§ TO DO
Pick out all lines with the word "Serialize" from the records that follow.

Saved data entries
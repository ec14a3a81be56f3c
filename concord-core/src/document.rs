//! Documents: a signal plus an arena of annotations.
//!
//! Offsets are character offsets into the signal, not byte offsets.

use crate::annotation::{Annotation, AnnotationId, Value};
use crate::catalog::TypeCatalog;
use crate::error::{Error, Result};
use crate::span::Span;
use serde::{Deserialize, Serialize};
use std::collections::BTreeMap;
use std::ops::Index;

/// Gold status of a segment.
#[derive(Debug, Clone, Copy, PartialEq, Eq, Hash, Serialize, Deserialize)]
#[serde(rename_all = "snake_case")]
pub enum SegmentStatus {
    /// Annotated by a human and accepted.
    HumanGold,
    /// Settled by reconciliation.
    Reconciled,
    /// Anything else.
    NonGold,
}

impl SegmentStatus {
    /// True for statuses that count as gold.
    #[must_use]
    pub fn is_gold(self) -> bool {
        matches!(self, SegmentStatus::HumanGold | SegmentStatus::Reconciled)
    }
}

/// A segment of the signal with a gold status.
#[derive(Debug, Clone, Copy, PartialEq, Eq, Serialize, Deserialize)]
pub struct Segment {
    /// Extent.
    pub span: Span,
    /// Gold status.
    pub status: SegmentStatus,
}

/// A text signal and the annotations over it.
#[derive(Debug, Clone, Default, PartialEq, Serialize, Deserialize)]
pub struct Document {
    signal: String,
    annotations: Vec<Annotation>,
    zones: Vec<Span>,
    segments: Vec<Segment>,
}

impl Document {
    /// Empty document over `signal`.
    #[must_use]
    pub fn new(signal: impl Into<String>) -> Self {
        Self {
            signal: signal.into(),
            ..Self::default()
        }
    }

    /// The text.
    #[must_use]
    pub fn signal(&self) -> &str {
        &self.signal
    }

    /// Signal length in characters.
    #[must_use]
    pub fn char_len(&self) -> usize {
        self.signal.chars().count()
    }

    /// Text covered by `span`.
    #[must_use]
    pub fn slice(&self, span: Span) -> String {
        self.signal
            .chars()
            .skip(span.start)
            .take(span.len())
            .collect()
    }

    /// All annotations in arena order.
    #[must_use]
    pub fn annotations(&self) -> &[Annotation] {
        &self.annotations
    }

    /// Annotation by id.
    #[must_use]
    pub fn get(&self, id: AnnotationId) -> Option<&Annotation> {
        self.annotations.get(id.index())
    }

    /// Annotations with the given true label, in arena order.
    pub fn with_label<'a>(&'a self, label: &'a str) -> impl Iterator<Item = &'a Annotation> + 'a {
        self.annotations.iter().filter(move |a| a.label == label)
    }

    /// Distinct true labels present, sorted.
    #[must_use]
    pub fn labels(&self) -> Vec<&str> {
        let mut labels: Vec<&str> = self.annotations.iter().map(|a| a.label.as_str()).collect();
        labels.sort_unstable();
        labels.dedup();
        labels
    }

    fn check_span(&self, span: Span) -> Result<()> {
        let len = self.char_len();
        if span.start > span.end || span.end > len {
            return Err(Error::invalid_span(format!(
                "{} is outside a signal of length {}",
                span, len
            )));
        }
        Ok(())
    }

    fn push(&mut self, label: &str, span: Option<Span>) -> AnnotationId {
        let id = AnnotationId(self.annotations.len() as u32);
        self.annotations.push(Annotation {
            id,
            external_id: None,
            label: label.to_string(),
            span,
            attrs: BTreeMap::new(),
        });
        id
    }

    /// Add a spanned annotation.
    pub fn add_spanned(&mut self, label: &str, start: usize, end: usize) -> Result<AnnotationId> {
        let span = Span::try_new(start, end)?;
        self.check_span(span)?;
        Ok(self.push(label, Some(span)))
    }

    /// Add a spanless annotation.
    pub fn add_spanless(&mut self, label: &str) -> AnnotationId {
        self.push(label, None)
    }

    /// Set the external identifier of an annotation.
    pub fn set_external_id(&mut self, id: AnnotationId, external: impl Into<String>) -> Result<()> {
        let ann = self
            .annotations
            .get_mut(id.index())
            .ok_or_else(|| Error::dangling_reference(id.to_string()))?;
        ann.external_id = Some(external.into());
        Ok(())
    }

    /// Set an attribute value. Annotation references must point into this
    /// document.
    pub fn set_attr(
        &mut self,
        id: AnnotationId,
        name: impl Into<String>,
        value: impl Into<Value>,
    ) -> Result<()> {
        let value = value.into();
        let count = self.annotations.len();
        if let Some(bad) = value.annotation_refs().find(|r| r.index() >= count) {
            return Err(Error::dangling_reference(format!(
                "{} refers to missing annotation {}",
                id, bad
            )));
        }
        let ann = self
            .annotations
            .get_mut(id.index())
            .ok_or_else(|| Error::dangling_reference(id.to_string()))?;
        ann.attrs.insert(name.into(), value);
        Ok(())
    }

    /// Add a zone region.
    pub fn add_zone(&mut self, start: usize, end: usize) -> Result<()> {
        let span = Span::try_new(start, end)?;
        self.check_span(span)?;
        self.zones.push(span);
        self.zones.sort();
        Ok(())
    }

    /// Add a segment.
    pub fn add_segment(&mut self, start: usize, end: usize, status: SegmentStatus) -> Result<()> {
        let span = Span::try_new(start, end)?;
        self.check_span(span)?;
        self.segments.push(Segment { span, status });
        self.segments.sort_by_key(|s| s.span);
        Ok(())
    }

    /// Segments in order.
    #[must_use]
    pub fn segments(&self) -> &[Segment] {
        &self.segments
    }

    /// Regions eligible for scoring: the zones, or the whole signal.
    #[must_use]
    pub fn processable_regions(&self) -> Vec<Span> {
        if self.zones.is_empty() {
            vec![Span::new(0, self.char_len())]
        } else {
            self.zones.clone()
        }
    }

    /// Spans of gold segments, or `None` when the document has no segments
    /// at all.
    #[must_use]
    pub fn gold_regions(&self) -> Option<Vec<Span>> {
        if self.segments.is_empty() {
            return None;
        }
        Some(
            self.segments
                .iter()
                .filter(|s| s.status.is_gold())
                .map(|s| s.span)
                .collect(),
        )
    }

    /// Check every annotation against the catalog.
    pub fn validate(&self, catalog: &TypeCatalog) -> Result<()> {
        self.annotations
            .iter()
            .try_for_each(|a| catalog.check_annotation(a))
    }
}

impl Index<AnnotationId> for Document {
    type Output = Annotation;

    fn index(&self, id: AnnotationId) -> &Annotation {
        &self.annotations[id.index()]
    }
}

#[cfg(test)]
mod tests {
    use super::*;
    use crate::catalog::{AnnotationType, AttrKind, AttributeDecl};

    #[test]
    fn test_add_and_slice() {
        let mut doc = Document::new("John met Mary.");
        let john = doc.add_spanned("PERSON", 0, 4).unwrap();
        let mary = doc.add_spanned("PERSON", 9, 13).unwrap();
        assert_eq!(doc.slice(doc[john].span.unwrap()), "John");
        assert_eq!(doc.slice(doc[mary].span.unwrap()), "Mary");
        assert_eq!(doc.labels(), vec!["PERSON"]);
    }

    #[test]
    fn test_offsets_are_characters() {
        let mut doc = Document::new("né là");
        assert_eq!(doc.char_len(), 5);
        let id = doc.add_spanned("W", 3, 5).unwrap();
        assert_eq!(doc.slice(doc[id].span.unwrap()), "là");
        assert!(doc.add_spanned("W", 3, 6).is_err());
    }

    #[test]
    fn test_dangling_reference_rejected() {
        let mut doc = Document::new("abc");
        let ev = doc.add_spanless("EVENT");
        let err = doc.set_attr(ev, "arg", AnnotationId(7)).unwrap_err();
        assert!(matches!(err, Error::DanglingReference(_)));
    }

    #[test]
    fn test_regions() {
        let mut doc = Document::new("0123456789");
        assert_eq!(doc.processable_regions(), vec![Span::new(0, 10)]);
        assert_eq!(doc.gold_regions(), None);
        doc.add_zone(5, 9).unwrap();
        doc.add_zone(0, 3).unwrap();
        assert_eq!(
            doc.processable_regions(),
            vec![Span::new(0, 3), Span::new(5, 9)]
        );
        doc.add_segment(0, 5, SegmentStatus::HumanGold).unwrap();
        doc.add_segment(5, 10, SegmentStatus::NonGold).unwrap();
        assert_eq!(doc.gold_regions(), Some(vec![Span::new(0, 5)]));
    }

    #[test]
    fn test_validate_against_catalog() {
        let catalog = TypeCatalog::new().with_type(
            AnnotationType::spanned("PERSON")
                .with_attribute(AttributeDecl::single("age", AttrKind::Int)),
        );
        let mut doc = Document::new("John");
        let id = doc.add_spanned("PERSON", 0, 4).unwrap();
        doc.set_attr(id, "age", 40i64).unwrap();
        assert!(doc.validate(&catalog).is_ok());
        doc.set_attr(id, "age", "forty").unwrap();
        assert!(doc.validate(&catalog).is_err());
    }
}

§ TASK OUTPUT
use serde::{Deserialize, Serialize};
#[derive(Debug, Clone, Copy, PartialEq, Eq, Hash, Serialize, Deserialize)]
#[derive(Debug, Clone, Copy, PartialEq, Eq, Serialize, Deserialize)]
#[derive(Debug, Clone, Default, PartialEq, Serialize, Deserialize)]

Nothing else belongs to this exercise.